Sometimes this type of assessment supports gap-learning, specialty, or skill-boosting programs. Certificate of completion-style assessments demonstrate level of attainment of a topic, and are frequently used in customer education programs to help learners advance in their customer lifecycle and demonstrate skills achieved (and gives Customer Success teams a way to segment out users who are internal champions from those who may need a higher-touch).
The development of this type of assessment does, as you’d expect, take more effort than the creation of low-stakes assessments. You will likely involve subject matter experts and instructional designers to ensure the course content and evaluation of knowledge and skills is moving the learner through levels of proficiency.
High-stakes assessments
A high-stakes assessment demonstrates a broadly accepted level of proficiency or documents a verifiable learning outcome. It can often aid in a person’s advancement to the next step in their career. And this is typically where a true certification comes into play.
In high-stakes assessments, exams are structured to ensure security, safety, and measurement of verifiable outcomes. These exams are proctored to verify the identity of the test-taker, to ensure cheating isn't taking place, and to mitigate questions being stolen or shared. The creation of this type of exam involves more work than the creation of a low-stakes quiz, from job tasks analysis, to carefully planned question development, establishing pass/fail scores, etc.
A high-stakes assessment might also require a learner to have completed specific coursework, have earned prior-level certifications, or have documented a certain number of hours of experience before being able to take the exam. High-stakes assessments often require a learner to pay to take the exam - but not always.
An example is Facebook’s Blueprint certification program, which gives learners a chance to become a Facebook-certified professional, at no cost.
Facebook awards credentials to learners who complete advanced-level proficiency in various aspects of digital marketing with Facebook products.

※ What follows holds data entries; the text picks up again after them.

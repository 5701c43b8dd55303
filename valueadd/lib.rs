//! Value-added estimation over SABER standardized-test results.
//!
//! A run fits a tree ensemble that predicts expected scores from context
//! covariates, then ranks students or schools by `actual - expected`.
//! `run_value_added` drives the whole pipeline; the stage modules are public
//! for callers that need finer control.

#![deny(unused_variables)]
#![deny(dead_code)]
#![deny(unused_imports)]
#![deny(clippy::no_effect_underscore_binding)]

pub mod assemble;
pub mod config;
pub mod encode;
pub mod ensemble;
pub mod error;
pub mod fit;
pub mod metrics;
pub mod pipeline;
pub mod rank;
pub mod split;
pub mod tree;
pub mod types;

pub use assemble::{Assembled, AssemblyError, ColumnSelection, DropReport, assemble};
pub use config::{ConfigError, RunConfig};
pub use encode::{EncodingError, FeatureEncoder, FeatureMatrix, UnseenCategoryPolicy};
pub use ensemble::{
    FeatureImportance, FittedEnsemble, GradientBoostingParams, ModelSpec, RandomForestParams,
};
pub use error::{ErrorKind, ValueAddedError};
pub use fit::{FitError, fit, fit_with_split};
pub use metrics::Metrics;
pub use pipeline::{FittedModel, ValueAddedReport, run_value_added};
pub use rank::{
    LowConfidencePolicy, RankError, RankOrder, Ranking, RankingOptions, ResidualRecord,
    rank_predictions, score_and_rank,
};
pub use split::{SplitError, TrainTestSplit};
pub use types::{
    AggregationLevel, Covariate, CovariateKind, CovariateSchema, CovariateValue, Observation,
    ObservationSet,
};
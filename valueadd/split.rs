use rand::SeedableRng;
use rand::rngs::StdRng;
use rand::seq::SliceRandom;
use thiserror::Error;

#[derive(Error, Debug, Clone, PartialEq)]
pub enum SplitError {
    #[error("test_fraction must lie strictly between 0 and 1, got {0}")]
    InvalidTestFraction(f64),
    #[error(
        "A test fraction of {test_fraction} over {rows} rows leaves an empty train or test partition."
    )]
    EmptyPartition { rows: usize, test_fraction: f64 },
}

/// A deterministic train/test partition of `0..rows`.
///
/// The partition depends only on `(rows, test_fraction, seed)`, so the encoder
/// and the fitter can each rebuild it and agree on which rows are held out.
#[derive(Debug, Clone, PartialEq, Eq)]
pub struct TrainTestSplit {
    /// Training row indices, ascending.
    pub train: Vec<usize>,
    /// Held-out row indices, ascending.
    pub test: Vec<usize>,
}

impl TrainTestSplit {
    pub fn new(rows: usize, test_fraction: f64, seed: u64) -> Result<Self, SplitError> {
        if !(test_fraction > 0.0 && test_fraction < 1.0) {
            return Err(SplitError::InvalidTestFraction(test_fraction));
        }

        let test_count = test_count(rows, test_fraction);
        if test_count == 0 || test_count >= rows {
            return Err(SplitError::EmptyPartition {
                rows,
                test_fraction,
            });
        }

        let mut order: Vec<usize> = (0..rows).collect();
        let mut rng = StdRng::seed_from_u64(seed);
        order.shuffle(&mut rng);

        let mut test = order[..test_count].to_vec();
        let mut train = order[test_count..].to_vec();
        test.sort_unstable();
        train.sort_unstable();

        log::debug!(
            "Split {} rows into {} train / {} test (seed {})",
            rows,
            train.len(),
            test.len(),
            seed
        );

        Ok(Self { train, test })
    }

    pub fn rows(&self) -> usize {
        self.train.len() + self.test.len()
    }
}

/// Held-out row count: `ceil(rows * test_fraction)`.
fn test_count(rows: usize, test_fraction: f64) -> usize {
    // Guard against 0.2 * 100 landing a hair above 20.
    ((rows as f64) * test_fraction - 1e-9).ceil().max(0.0) as usize
}

#[cfg(test)]
mod tests {
    use super::*;

    #[test]
    fn test_eighty_twenty_split_of_one_hundred() {
        let split = TrainTestSplit::new(100, 0.2, 42).unwrap();
        assert_eq!(split.train.len(), 80);
        assert_eq!(split.test.len(), 20);
        assert_eq!(split.rows(), 100);
    }

    #[test]
    fn test_partitions_are_disjoint_and_complete() {
        let split = TrainTestSplit::new(37, 0.3, 7).unwrap();
        let mut all: Vec<usize> = split.train.iter().chain(split.test.iter()).copied().collect();
        all.sort_unstable();
        assert_eq!(all, (0..37).collect::<Vec<_>>());
        assert_eq!(split.test.len(), 12);
    }

    #[test]
    fn test_same_seed_same_split() {
        let a = TrainTestSplit::new(500, 0.2, 1234).unwrap();
        let b = TrainTestSplit::new(500, 0.2, 1234).unwrap();
        assert_eq!(a, b);

        let c = TrainTestSplit::new(500, 0.2, 4321).unwrap();
        assert_ne!(a.test, c.test);
    }

    #[test]
    fn test_rejects_fraction_outside_unit_interval() {
        assert_eq!(
            TrainTestSplit::new(10, 0.0, 0).unwrap_err(),
            SplitError::InvalidTestFraction(0.0)
        );
        assert!(matches!(
            TrainTestSplit::new(10, 1.0, 0),
            Err(SplitError::InvalidTestFraction(_))
        ));
        assert!(matches!(
            TrainTestSplit::new(10, f64::NAN, 0),
            Err(SplitError::InvalidTestFraction(_))
        ));
    }

    #[test]
    fn test_rejects_split_leaving_no_training_rows() {
        assert!(matches!(
            TrainTestSplit::new(1, 0.5, 0),
            Err(SplitError::EmptyPartition { rows: 1, .. })
        ));
    }
}
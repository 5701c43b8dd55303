use serde::{Deserialize, Serialize};
use std::fmt;

/// How a covariate is interpreted by the encoder.
#[derive(Debug, Clone, Copy, PartialEq, Eq, Hash, Serialize, Deserialize)]
#[serde(rename_all = "snake_case")]
pub enum CovariateKind {
    /// Discrete labels such as socioeconomic stratum, school type or area.
    Categorical,
    /// Real-valued context such as a socioeconomic index.
    Continuous,
}

impl fmt::Display for CovariateKind {
    fn fmt(&self, f: &mut fmt::Formatter<'_>) -> fmt::Result {
        match self {
            Self::Categorical => f.write_str("categorical"),
            Self::Continuous => f.write_str("continuous"),
        }
    }
}

/// A single named covariate in the schema.
#[derive(Debug, Clone, PartialEq, Eq, Serialize, Deserialize)]
#[serde(deny_unknown_fields)]
pub struct Covariate {
    pub name: String,
    pub kind: CovariateKind,
}

impl Covariate {
    pub fn categorical(name: impl Into<String>) -> Self {
        Self {
            name: name.into(),
            kind: CovariateKind::Categorical,
        }
    }

    pub fn continuous(name: impl Into<String>) -> Self {
        Self {
            name: name.into(),
            kind: CovariateKind::Continuous,
        }
    }
}

/// The ordered covariate set for one run.
///
/// The order defines the column order of every feature matrix produced during
/// the run, and is therefore part of the fitted model's contract.
#[derive(Debug, Clone, PartialEq, Eq, Default, Serialize, Deserialize)]
#[serde(transparent)]
pub struct CovariateSchema {
    covariates: Vec<Covariate>,
}

impl CovariateSchema {
    pub fn new(covariates: Vec<Covariate>) -> Self {
        Self { covariates }
    }

    pub fn len(&self) -> usize {
        self.covariates.len()
    }

    pub fn is_empty(&self) -> bool {
        self.covariates.is_empty()
    }

    pub fn iter(&self) -> std::slice::Iter<'_, Covariate> {
        self.covariates.iter()
    }

    pub fn names(&self) -> Vec<&str> {
        self.covariates.iter().map(|c| c.name.as_str()).collect()
    }

    pub fn position(&self, name: &str) -> Option<usize> {
        self.covariates.iter().position(|c| c.name == name)
    }

    pub fn get(&self, index: usize) -> Option<&Covariate> {
        self.covariates.get(index)
    }
}

impl<'a> IntoIterator for &'a CovariateSchema {
    type Item = &'a Covariate;
    type IntoIter = std::slice::Iter<'a, Covariate>;

    fn into_iter(self) -> Self::IntoIter {
        self.covariates.iter()
    }
}

/// A covariate value carried by an observation.
#[derive(Debug, Clone, PartialEq)]
pub enum CovariateValue {
    Categorical(String),
    Continuous(f64),
}

impl CovariateValue {
    pub fn kind(&self) -> CovariateKind {
        match self {
            Self::Categorical(_) => CovariateKind::Categorical,
            Self::Continuous(_) => CovariateKind::Continuous,
        }
    }
}

impl fmt::Display for CovariateValue {
    fn fmt(&self, f: &mut fmt::Formatter<'_>) -> fmt::Result {
        match self {
            Self::Categorical(level) => f.write_str(level),
            Self::Continuous(value) => write!(f, "{value}"),
        }
    }
}

/// One student, or one school-aggregate row, that passed assembly.
#[derive(Debug, Clone, PartialEq)]
pub struct Observation {
    pub target_score: f64,
    /// Values aligned with the run's `CovariateSchema`.
    pub covariates: Vec<CovariateValue>,
    pub entity_id: String,
    pub entity_label: Option<String>,
    /// Students behind this row: 1 for a student row, the enrolment for a school row.
    pub sample_count: usize,
    /// Row position in the input table.
    pub row_index: usize,
}

/// The fit-eligible observations of a run, in input row order.
#[derive(Debug, Clone)]
pub struct ObservationSet {
    schema: CovariateSchema,
    observations: Vec<Observation>,
}

impl ObservationSet {
    pub fn new(schema: CovariateSchema, observations: Vec<Observation>) -> Self {
        Self {
            schema,
            observations,
        }
    }

    pub fn schema(&self) -> &CovariateSchema {
        &self.schema
    }

    pub fn len(&self) -> usize {
        self.observations.len()
    }

    pub fn is_empty(&self) -> bool {
        self.observations.is_empty()
    }

    pub fn observations(&self) -> &[Observation] {
        &self.observations
    }

    pub fn iter(&self) -> std::slice::Iter<'_, Observation> {
        self.observations.iter()
    }

    pub fn targets(&self) -> ndarray::Array1<f64> {
        self.observations.iter().map(|o| o.target_score).collect()
    }

    /// Returns a new set holding only the observations at `indices`, in that order.
    pub fn subset(&self, indices: &[usize]) -> ObservationSet {
        let observations = indices
            .iter()
            .map(|&i| self.observations[i].clone())
            .collect();
        ObservationSet::new(self.schema.clone(), observations)
    }
}

/// Granularity at which residuals are reported.
#[derive(Debug, Clone, Copy, PartialEq, Eq, Default, Serialize, Deserialize)]
#[serde(rename_all = "snake_case")]
pub enum AggregationLevel {
    /// One record per observation.
    Student,
    /// Observations averaged per entity id.
    #[default]
    School,
}

impl fmt::Display for AggregationLevel {
    fn fmt(&self, f: &mut fmt::Formatter<'_>) -> fmt::Result {
        match self {
            Self::Student => f.write_str("student"),
            Self::School => f.write_str("school"),
        }
    }
}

Earning a Facebook Blueprint Certified designation may allow a learner to advance to the next step in their career.
Indeed put together a really great list of in-demand career certifications that really drives our point home about the various levels and assessments.
All of the types of assessments help guide learners through increasing levels of mastery. So how do you build these into your professional learning program?
When it comes to helping you design a program to move your learners towards mastery, we don’t mess around.
Intellum's certification capabilities include content creation and delivery, smart course architecture, exam creation and delivery, badging, and fully integrated proctoring.
Not to give away our secret sauce, but here is how we do it:
With Intellum, you can create, manage, and deliver not just assessments, but all of the various types of content that support the learning journey.
Let’s address the misconception that if you are certified, you are automatically a master. It’s quite the opposite. To become the master, you NEVER stop learning. (Insert cheesy kung-fu quote here).
This doesn’t mean that a learner in the beginning stages of your customer lifecycle can’t achieve the outcomes they desire - they most definitely can! But truly successful customer education initiatives are designed to move your users through progressive levels of proficiency, constantly improving product knowledge and skills. Empowering learners to learn constantly leads to better business outcomes for the company.
We covered the differences between certifications and a certificate of completion, the assessments that make certifications work, and how to design a program with all of this in mind.
Look at certifications through the lens of continuous customer education. As your products and services evolve and mature, so should your education initiatives.
And, Intellum is with you every step of the way.